For the records below, give the count of lines holding the word "document" and nothing more.

_STORED DATA_:

──────

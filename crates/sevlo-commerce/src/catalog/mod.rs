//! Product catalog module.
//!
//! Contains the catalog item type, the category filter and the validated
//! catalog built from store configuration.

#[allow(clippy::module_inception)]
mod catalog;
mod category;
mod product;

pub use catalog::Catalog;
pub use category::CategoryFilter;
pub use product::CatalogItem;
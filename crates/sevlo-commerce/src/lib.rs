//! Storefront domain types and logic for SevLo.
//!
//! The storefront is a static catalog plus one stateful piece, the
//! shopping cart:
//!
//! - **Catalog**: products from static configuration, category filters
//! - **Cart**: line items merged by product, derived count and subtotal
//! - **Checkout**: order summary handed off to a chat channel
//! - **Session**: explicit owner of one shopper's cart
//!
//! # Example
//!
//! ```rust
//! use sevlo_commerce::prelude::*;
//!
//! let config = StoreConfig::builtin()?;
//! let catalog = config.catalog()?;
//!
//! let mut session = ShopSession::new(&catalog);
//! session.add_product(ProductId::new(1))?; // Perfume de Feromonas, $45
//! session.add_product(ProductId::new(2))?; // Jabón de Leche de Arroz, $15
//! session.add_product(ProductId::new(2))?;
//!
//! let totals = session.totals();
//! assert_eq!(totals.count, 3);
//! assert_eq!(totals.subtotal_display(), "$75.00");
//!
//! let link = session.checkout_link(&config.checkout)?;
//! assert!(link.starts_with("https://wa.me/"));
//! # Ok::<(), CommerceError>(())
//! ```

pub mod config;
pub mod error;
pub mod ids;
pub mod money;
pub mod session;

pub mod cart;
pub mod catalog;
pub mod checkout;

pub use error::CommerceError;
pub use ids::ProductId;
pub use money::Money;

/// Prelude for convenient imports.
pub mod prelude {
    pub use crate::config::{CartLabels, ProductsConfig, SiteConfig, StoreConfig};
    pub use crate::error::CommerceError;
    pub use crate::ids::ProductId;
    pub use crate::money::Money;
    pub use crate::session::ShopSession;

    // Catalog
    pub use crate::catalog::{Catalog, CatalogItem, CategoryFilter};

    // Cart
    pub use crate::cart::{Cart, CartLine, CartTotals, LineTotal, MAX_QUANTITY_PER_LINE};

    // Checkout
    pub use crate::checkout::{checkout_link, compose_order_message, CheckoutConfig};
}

──────

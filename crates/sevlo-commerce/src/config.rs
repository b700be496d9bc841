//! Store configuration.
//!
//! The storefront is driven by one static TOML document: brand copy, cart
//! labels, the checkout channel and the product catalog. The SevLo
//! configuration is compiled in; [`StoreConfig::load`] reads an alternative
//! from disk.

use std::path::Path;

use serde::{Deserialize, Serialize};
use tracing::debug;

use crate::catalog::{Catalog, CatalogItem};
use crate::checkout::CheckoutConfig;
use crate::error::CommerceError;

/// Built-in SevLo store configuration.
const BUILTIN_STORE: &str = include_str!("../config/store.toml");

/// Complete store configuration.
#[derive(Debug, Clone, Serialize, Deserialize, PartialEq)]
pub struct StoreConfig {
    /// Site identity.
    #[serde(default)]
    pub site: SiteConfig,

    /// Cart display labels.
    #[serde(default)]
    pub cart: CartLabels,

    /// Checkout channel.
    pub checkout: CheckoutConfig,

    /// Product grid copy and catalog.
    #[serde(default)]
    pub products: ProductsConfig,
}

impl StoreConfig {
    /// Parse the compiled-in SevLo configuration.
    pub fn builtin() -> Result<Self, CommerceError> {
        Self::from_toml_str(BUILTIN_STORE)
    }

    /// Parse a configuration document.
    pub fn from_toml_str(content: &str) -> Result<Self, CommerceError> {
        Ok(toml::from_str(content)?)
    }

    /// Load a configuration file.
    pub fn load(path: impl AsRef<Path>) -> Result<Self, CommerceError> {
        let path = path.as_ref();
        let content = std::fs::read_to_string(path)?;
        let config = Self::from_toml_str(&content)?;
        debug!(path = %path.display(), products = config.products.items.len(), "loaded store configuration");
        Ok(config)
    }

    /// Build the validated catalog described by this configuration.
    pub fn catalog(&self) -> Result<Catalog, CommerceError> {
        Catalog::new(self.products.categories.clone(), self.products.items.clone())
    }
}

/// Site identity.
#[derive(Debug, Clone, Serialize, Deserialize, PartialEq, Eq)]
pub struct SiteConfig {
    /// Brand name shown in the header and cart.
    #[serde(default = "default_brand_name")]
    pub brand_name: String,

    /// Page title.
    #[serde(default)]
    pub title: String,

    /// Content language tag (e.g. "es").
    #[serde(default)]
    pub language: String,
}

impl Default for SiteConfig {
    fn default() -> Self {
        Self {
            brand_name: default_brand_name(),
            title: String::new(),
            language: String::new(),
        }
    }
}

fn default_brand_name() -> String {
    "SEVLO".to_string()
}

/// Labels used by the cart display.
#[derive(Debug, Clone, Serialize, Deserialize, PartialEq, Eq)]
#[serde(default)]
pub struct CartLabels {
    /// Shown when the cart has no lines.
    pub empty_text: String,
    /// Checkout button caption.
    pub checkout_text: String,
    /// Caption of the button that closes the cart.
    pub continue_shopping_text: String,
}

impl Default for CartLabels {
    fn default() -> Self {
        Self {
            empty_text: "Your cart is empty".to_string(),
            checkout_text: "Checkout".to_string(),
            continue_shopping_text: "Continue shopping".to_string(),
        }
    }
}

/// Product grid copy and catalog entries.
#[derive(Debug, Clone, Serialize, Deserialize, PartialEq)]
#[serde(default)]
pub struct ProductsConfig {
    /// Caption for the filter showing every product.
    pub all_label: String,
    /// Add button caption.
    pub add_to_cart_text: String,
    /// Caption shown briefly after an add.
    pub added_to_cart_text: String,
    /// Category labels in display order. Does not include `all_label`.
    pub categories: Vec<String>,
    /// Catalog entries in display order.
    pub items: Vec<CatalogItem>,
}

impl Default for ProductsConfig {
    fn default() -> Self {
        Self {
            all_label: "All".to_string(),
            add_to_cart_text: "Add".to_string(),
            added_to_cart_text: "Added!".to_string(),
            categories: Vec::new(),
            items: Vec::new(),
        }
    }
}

──────

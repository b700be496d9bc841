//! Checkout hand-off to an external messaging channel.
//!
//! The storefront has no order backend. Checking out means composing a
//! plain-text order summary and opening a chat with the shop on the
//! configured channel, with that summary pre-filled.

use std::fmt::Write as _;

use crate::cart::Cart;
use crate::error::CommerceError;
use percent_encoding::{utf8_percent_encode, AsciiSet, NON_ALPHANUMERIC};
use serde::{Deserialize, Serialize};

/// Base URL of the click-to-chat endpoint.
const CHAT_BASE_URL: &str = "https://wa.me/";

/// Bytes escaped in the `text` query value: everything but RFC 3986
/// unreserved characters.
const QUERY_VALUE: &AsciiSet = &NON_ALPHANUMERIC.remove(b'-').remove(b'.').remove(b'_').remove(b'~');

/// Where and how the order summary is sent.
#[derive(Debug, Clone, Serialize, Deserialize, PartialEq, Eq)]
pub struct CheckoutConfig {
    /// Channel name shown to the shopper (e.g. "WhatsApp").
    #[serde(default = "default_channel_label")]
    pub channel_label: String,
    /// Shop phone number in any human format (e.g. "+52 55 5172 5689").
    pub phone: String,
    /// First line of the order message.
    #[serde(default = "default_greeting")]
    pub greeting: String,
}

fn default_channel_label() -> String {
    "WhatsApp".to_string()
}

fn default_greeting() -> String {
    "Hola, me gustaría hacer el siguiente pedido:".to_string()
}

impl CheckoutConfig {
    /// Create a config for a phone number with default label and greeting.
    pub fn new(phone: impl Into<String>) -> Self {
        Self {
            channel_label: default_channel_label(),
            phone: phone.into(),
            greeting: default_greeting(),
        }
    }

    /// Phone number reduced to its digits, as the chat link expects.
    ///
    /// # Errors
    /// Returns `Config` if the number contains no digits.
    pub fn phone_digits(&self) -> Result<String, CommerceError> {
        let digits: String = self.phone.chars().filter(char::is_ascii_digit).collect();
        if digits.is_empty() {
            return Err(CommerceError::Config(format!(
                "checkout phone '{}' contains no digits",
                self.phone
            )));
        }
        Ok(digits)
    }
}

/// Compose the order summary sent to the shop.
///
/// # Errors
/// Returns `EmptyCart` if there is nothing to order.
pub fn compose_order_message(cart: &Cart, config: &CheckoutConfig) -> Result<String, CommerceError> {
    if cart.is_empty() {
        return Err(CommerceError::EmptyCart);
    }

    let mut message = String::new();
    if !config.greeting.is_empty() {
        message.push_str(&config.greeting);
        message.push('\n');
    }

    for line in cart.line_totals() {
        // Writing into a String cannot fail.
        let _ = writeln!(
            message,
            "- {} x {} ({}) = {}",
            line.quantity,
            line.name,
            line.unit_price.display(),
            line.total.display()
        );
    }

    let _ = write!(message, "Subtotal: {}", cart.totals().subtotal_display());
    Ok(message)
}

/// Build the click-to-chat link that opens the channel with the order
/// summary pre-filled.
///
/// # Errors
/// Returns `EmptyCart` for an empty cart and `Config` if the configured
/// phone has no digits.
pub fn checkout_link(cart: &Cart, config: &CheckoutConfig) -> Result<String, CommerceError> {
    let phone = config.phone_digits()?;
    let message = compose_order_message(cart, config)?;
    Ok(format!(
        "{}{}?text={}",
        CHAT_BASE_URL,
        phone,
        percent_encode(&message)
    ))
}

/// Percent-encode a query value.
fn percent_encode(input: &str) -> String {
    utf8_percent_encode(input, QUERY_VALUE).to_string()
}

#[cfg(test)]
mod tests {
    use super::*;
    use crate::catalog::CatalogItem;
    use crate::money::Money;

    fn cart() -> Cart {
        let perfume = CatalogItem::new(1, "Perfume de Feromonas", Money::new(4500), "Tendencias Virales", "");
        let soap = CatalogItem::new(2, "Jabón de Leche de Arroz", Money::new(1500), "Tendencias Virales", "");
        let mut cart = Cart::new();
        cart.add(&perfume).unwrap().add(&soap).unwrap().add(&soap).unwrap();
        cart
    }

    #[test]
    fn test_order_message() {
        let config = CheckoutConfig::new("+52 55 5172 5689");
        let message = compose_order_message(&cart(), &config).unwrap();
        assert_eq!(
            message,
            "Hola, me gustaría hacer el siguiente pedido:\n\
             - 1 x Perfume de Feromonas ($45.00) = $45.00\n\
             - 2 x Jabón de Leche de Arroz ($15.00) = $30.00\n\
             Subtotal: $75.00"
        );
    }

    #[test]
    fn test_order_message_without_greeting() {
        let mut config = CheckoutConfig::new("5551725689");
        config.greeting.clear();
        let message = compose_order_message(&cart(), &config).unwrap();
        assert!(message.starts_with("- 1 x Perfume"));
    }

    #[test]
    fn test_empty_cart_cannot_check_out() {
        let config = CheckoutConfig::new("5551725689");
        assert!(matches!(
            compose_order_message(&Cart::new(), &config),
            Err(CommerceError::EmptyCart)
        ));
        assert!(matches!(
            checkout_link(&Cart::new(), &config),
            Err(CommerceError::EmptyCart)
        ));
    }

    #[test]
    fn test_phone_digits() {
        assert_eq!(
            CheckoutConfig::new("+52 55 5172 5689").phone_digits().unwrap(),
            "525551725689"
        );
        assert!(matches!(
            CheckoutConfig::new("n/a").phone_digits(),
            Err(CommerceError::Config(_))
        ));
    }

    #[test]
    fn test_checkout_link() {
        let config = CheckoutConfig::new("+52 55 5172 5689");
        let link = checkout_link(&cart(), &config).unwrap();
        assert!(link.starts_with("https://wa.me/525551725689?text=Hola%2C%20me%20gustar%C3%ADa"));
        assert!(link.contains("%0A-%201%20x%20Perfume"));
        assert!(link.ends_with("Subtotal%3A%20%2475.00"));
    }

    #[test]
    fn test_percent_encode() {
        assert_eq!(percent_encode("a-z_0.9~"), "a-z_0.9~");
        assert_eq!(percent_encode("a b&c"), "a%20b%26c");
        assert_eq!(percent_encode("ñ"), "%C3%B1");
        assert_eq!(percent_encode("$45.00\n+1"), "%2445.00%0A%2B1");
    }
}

──────

_RESPONSE TO THE TASK_:
2